* _EXERCISE OBJECTIVE_
Quote the material below exactly as written, from the first line to the line that holds "let icon = if", endpoints included.

* _SOURCE INFORMATION_
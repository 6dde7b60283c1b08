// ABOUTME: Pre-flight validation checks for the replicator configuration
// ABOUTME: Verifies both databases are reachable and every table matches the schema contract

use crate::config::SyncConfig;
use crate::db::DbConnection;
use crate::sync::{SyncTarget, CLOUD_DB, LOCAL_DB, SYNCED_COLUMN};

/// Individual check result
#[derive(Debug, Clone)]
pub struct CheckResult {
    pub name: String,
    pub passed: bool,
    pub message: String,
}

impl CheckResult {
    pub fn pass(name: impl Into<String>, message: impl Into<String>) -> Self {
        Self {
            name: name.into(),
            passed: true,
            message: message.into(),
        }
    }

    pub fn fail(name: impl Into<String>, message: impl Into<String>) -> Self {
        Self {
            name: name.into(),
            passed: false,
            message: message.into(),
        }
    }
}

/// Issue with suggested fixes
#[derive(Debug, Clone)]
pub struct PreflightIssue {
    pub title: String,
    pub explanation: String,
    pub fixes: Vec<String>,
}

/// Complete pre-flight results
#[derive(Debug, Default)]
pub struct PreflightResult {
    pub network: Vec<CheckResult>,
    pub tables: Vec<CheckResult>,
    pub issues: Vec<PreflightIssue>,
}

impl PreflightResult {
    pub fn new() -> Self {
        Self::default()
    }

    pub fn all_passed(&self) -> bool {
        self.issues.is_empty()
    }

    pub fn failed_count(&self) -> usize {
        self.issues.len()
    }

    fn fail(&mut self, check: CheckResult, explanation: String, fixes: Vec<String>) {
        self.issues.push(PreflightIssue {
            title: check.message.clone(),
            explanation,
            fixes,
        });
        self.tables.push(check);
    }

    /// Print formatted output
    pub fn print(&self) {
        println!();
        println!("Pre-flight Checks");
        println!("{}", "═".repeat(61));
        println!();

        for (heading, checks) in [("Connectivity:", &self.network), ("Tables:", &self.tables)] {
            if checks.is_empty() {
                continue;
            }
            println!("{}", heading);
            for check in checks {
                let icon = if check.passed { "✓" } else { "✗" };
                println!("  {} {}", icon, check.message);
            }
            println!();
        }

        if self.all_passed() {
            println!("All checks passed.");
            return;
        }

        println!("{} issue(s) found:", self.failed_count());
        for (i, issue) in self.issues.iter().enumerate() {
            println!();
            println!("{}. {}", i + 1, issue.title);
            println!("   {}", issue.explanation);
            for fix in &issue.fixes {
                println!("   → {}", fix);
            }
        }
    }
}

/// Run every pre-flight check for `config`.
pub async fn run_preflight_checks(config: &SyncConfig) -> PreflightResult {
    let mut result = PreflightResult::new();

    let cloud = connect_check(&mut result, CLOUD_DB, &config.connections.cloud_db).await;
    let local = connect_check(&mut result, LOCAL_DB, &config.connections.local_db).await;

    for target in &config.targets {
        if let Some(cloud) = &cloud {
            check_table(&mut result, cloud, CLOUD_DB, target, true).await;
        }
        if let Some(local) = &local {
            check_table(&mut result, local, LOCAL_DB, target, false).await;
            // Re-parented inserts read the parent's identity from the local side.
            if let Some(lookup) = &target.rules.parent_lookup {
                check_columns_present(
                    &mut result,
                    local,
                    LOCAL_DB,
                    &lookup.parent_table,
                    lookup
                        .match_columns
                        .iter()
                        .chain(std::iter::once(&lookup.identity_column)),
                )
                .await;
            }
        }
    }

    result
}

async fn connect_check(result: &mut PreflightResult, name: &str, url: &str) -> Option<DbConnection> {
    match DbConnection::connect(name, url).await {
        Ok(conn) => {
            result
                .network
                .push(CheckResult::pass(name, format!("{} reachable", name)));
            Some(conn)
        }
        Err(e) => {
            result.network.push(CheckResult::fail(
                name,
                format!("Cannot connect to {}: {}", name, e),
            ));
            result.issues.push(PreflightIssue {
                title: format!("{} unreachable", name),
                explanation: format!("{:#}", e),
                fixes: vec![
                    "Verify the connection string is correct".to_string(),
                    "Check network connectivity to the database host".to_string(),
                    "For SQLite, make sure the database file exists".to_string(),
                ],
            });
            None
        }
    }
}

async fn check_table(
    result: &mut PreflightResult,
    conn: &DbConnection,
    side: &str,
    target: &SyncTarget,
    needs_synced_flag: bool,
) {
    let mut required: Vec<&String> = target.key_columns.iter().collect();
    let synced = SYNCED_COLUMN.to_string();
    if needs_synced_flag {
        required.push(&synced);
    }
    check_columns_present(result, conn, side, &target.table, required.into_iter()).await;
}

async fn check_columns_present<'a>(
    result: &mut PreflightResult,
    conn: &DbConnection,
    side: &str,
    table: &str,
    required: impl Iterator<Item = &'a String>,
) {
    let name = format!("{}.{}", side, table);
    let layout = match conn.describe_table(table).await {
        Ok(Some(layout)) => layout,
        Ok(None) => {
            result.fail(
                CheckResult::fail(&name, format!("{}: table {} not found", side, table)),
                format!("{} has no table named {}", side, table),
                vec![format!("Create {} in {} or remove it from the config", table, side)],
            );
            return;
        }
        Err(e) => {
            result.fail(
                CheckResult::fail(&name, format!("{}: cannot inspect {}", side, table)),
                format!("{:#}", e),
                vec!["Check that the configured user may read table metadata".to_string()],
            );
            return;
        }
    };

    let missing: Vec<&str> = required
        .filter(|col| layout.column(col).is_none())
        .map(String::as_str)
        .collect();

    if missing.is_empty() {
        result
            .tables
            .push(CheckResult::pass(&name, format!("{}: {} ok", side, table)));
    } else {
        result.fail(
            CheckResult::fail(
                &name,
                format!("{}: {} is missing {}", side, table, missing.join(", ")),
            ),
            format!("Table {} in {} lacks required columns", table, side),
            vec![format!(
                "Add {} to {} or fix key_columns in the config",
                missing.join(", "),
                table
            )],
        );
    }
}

* _OUTPUT OF THE TASK_
repository 6dde7b60283c1b08
// ABOUTME: Pre-flight validation checks for the replicator configuration
// ABOUTME: Verifies both databases are reachable and every table matches the schema contract

use crate::config::SyncConfig;
use crate::db::DbConnection;
use crate::sync::{SyncTarget, CLOUD_DB, LOCAL_DB, SYNCED_COLUMN};

/// Individual check result
#[derive(Debug, Clone)]
pub struct CheckResult {
    pub name: String,
    pub passed: bool,
    pub message: String,
}

impl CheckResult {
    pub fn pass(name: impl Into<String>, message: impl Into<String>) -> Self {
        Self {
            name: name.into(),
            passed: true,
            message: message.into(),
        }
    }

    pub fn fail(name: impl Into<String>, message: impl Into<String>) -> Self {
        Self {
            name: name.into(),
            passed: false,
            message: message.into(),
        }
    }
}

/// Issue with suggested fixes
#[derive(Debug, Clone)]
pub struct PreflightIssue {
    pub title: String,
    pub explanation: String,
    pub fixes: Vec<String>,
}

/// Complete pre-flight results
#[derive(Debug, Default)]
pub struct PreflightResult {
    pub network: Vec<CheckResult>,
    pub tables: Vec<CheckResult>,
    pub issues: Vec<PreflightIssue>,
}

impl PreflightResult {
    pub fn new() -> Self {
        Self::default()
    }

    pub fn all_passed(&self) -> bool {
        self.issues.is_empty()
    }

    pub fn failed_count(&self) -> usize {
        self.issues.len()
    }

    fn fail(&mut self, check: CheckResult, explanation: String, fixes: Vec<String>) {
        self.issues.push(PreflightIssue {
            title: check.message.clone(),
            explanation,
            fixes,
        });
        self.tables.push(check);
    }

    /// Print formatted output
    pub fn print(&self) {
        println!();
        println!("Pre-flight Checks");
        println!("{}", "═".repeat(61));
        println!();

        for (heading, checks) in [("Connectivity:", &self.network), ("Tables:", &self.tables)] {
            if checks.is_empty() {
                continue;
            }
            println!("{}", heading);
            for check in checks {
                let icon = if check.passed { "✓" } else { "✗" };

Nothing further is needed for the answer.